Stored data
○ ○ ○ ○
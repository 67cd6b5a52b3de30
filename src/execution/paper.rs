//! Paper trading broker with simulated fills
//!
//! Market orders fill at their reference price. Stop orders rest until a
//! marked price crosses them and then fill at that price; limit orders fill at
//! their limit once the market trades through it. One net position is kept per
//! instrument, and going flat voids that instrument's resting orders.

use super::{BrokerEvent, Fill, OrderAction, OrderGateway, OrderId, OrderRequest, OrderType};
use crate::feed::Tick;
use crate::risk::points_to_dollars;
use crate::types::{InstrumentSpec, Side};
use anyhow::{anyhow, bail};
use async_trait::async_trait;
use chrono::{DateTime, Utc};
use rust_decimal::Decimal;
use serde::{Deserialize, Serialize};
use std::collections::HashMap;
use std::sync::Arc;
use tokio::sync::RwLock;

/// Net open position held by the paper broker
#[derive(Debug, Clone, PartialEq, Serialize, Deserialize)]
pub struct PaperPosition {
    pub side: Side,
    pub quantity: u32,
    pub entry_price: Decimal,
}

#[derive(Debug, Clone)]
struct WorkingOrder {
    request: OrderRequest,
    price: Decimal,
}

impl WorkingOrder {
    fn is_stop(&self) -> bool {
        self.request.order_type == OrderType::StopMarket
    }

    /// Fill price if `market` reaches this order
    fn triggered_at(&self, market: Decimal) -> Option<Decimal> {
        let crossed = match (self.request.order_type, self.request.action) {
            (OrderType::StopMarket, OrderAction::Sell) => market <= self.price,
            (OrderType::StopMarket, OrderAction::Buy) => market >= self.price,
            (OrderType::Limit, OrderAction::Sell) => market >= self.price,
            (OrderType::Limit, OrderAction::Buy) => market <= self.price,
            (OrderType::Market, _) => true,
        };
        match (crossed, self.request.order_type) {
            (false, _) => None,
            (true, OrderType::Limit) => Some(self.price),
            (true, _) => Some(market),
        }
    }
}

#[derive(Debug, Default)]
struct BrokerState {
    positions: HashMap<String, PaperPosition>,
    working: HashMap<OrderId, WorkingOrder>,
    fills: Vec<Fill>,
    events: Vec<BrokerEvent>,
    balance: Decimal,
    clock: Option<DateTime<Utc>>,
}

/// Paper broker implementing `OrderGateway`
pub struct PaperBroker {
    instrument: InstrumentSpec,
    state: Arc<RwLock<BrokerState>>,
}

impl PaperBroker {
    /// Create a new paper broker with a starting balance
    pub fn new(instrument: InstrumentSpec, initial_balance: Decimal) -> Self {
        Self {
            instrument,
            state: Arc::new(RwLock::new(BrokerState {
                balance: initial_balance,
                ..Default::default()
            })),
        }
    }

    pub fn instrument(&self) -> &InstrumentSpec {
        &self.instrument
    }

    /// Apply a new market price, filling any resting order it reaches
    pub async fn mark(&self, tick: &Tick) {
        let mut state = self.state.write().await;
        state.clock = Some(tick.timestamp);

        let triggered: Vec<(OrderId, Decimal)> = state
            .working
            .iter()
            .filter(|(_, order)| order.request.instrument == tick.instrument)
            .filter_map(|(id, order)| order.triggered_at(tick.price).map(|fill| (*id, fill)))
            .collect();

        for (id, fill_price) in triggered {
            // An earlier fill in this batch may have flattened the position
            if let Some(order) = state.working.remove(&id) {
                tracing::info!(
                    order_id = %id,
                    order_type = ?order.request.order_type,
                    trigger = %order.price,
                    price = %fill_price,
                    "Paper order triggered"
                );
                self.execute(&mut state, id, &order.request, fill_price);
            }
        }
    }

    /// Current position on `instrument`, if any
    pub async fn position(&self, instrument: &str) -> Option<PaperPosition> {
        self.state.read().await.positions.get(instrument).cloned()
    }

    pub async fn balance(&self) -> Decimal {
        self.state.read().await.balance
    }

    pub async fn fills(&self) -> Vec<Fill> {
        self.state.read().await.fills.clone()
    }

    /// Trigger price of a working stop
    pub async fn stop_price(&self, id: OrderId) -> Option<Decimal> {
        self.state
            .read()
            .await
            .working
            .get(&id)
            .filter(|order| order.is_stop())
            .map(|order| order.price)
    }

    /// Price of a resting limit order
    pub async fn limit_price(&self, id: OrderId) -> Option<Decimal> {
        self.state
            .read()
            .await
            .working
            .get(&id)
            .filter(|order| order.request.order_type == OrderType::Limit)
            .map(|order| order.price)
    }

    pub async fn working_stops(&self) -> usize {
        self.state
            .read()
            .await
            .working
            .values()
            .filter(|order| order.is_stop())
            .count()
    }

    /// Resting orders of any type
    pub async fn working_orders(&self) -> usize {
        self.state.read().await.working.len()
    }

    /// Fill `request` at `price` and update the net position
    fn execute(&self, state: &mut BrokerState, order_id: OrderId, request: &OrderRequest, price: Decimal) {
        let timestamp = state.clock.unwrap_or_else(Utc::now);
        let fill = Fill {
            order_id,
            instrument: request.instrument.clone(),
            action: request.action,
            quantity: request.quantity,
            price,
            timestamp,
        };
        state.fills.push(fill.clone());
        state.events.push(BrokerEvent::Filled(fill));

        let side = request.action.side();
        let mut remaining = request.quantity;
        let existing = state.positions.remove(&request.instrument);

        match existing {
            Some(mut pos) if pos.side == side => {
                let total = pos.quantity + remaining;
                pos.entry_price = (pos.entry_price * Decimal::from(pos.quantity)
                    + price * Decimal::from(remaining))
                    / Decimal::from(total);
                pos.quantity = total;
                state.positions.insert(request.instrument.clone(), pos);
                remaining = 0;
            }
            Some(mut pos) => {
                let closed = remaining.min(pos.quantity);
                let points = pos.side.profit(pos.entry_price, price);
                let pnl = points_to_dollars(
                    points,
                    closed,
                    self.instrument.tick_size,
                    self.instrument.tick_value,
                );
                state.balance += pnl;

                tracing::info!(
                    instrument = %request.instrument,
                    side = %pos.side,
                    quantity = closed,
                    entry = %pos.entry_price,
                    exit = %price,
                    pnl = %pnl,
                    "Paper position closed"
                );
                state.events.push(BrokerEvent::PositionClosed {
                    instrument: request.instrument.clone(),
                    side: pos.side,
                    quantity: closed,
                    entry_price: pos.entry_price,
                    exit_price: price,
                    realized_pnl: pnl,
                    timestamp,
                });
                state.events.push(BrokerEvent::AccountBalance(state.balance));

                pos.quantity -= closed;
                remaining -= closed;
                if pos.quantity > 0 {
                    state.positions.insert(request.instrument.clone(), pos);
                } else {
                    // Flat: stops and targets on this instrument are void
                    state
                        .working
                        .retain(|_, order| order.request.instrument != request.instrument);
                }
            }
            None => {}
        }

        if remaining > 0 {
            state.positions.insert(
                request.instrument.clone(),
                PaperPosition {
                    side,
                    quantity: remaining,
                    entry_price: price,
                },
            );
        }
    }
}

#[async_trait]
impl OrderGateway for PaperBroker {
    async fn submit_order(&self, order: OrderRequest) -> anyhow::Result<OrderId> {
        if order.quantity == 0 {
            bail!("order quantity must be positive");
        }
        let order_id = OrderId::new_v4();
        let mut state = self.state.write().await;

        match order.order_type {
            OrderType::Market => {
                let price = order.reference_price;
                self.execute(&mut state, order_id, &order, price);
                tracing::info!(%order_id, action = ?order.action, quantity = order.quantity, %price, "Paper order filled");
            }
            OrderType::StopMarket => {
                let stop_price = order
                    .stop_price
                    .ok_or_else(|| anyhow!("stop order without stop price"))?;
                tracing::info!(%order_id, action = ?order.action, %stop_price, "Paper stop working");
                state.working.insert(
                    order_id,
                    WorkingOrder {
                        request: order,
                        price: stop_price,
                    },
                );
            }
            OrderType::Limit => {
                let limit_price = order
                    .limit_price
                    .ok_or_else(|| anyhow!("limit order without limit price"))?;
                tracing::info!(%order_id, action = ?order.action, %limit_price, "Paper limit working");
                state.working.insert(
                    order_id,
                    WorkingOrder {
                        request: order,
                        price: limit_price,
                    },
                );
            }
        }

        Ok(order_id)
    }

    async fn modify_stop(&self, id: OrderId, stop_price: Decimal) -> anyhow::Result<()> {
        let mut state = self.state.write().await;
        let stop = state
            .working
            .get_mut(&id)
            .filter(|order| order.is_stop())
            .ok_or_else(|| anyhow!("no working stop {id}"))?;
        tracing::debug!(order_id = %id, old = %stop.price, new = %stop_price, "Paper stop modified");
        stop.price = stop_price;
        Ok(())
    }

    async fn cancel_order(&self, id: OrderId) -> anyhow::Result<()> {
        let removed = self.state.write().await.working.remove(&id);
        tracing::info!(order_id = %id, found = removed.is_some(), "Paper order cancelled");
        Ok(())
    }

    async fn poll_events(&self) -> anyhow::Result<Vec<BrokerEvent>> {
        Ok(std::mem::take(&mut self.state.write().await.events))
    }

    async fn on_market_data(&self, tick: &Tick) -> anyhow::Result<()> {
        self.mark(tick).await;
        Ok(())
    }
}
○ ○ ○ ○
PROBLEM DETAILS
The lines to copy run from the first line of the entries to the line containing "reaches this order"; copy them exactly and output nothing else.

FINISHED EXERCISE
repository 67cd6b5a52b3de30
filename src/execution/paper.rs
//! Paper trading broker with simulated fills
//!
//! Market orders fill at their reference price. Stop orders rest until a
//! marked price crosses them and then fill at that price; limit orders fill at
//! their limit once the market trades through it. One net position is kept per
//! instrument, and going flat voids that instrument's resting orders.

use super::{BrokerEvent, Fill, OrderAction, OrderGateway, OrderId, OrderRequest, OrderType};
use crate::feed::Tick;
use crate::risk::points_to_dollars;
use crate::types::{InstrumentSpec, Side};
use anyhow::{anyhow, bail};
use async_trait::async_trait;
use chrono::{DateTime, Utc};
use rust_decimal::Decimal;
use serde::{Deserialize, Serialize};
use std::collections::HashMap;
use std::sync::Arc;
use tokio::sync::RwLock;

/// Net open position held by the paper broker
#[derive(Debug, Clone, PartialEq, Serialize, Deserialize)]
pub struct PaperPosition {
    pub side: Side,
    pub quantity: u32,
    pub entry_price: Decimal,
}

#[derive(Debug, Clone)]
struct WorkingOrder {
    request: OrderRequest,
    price: Decimal,
}

impl WorkingOrder {
    fn is_stop(&self) -> bool {
        self.request.order_type == OrderType::StopMarket
    }

    /// Fill price if `market` reaches this order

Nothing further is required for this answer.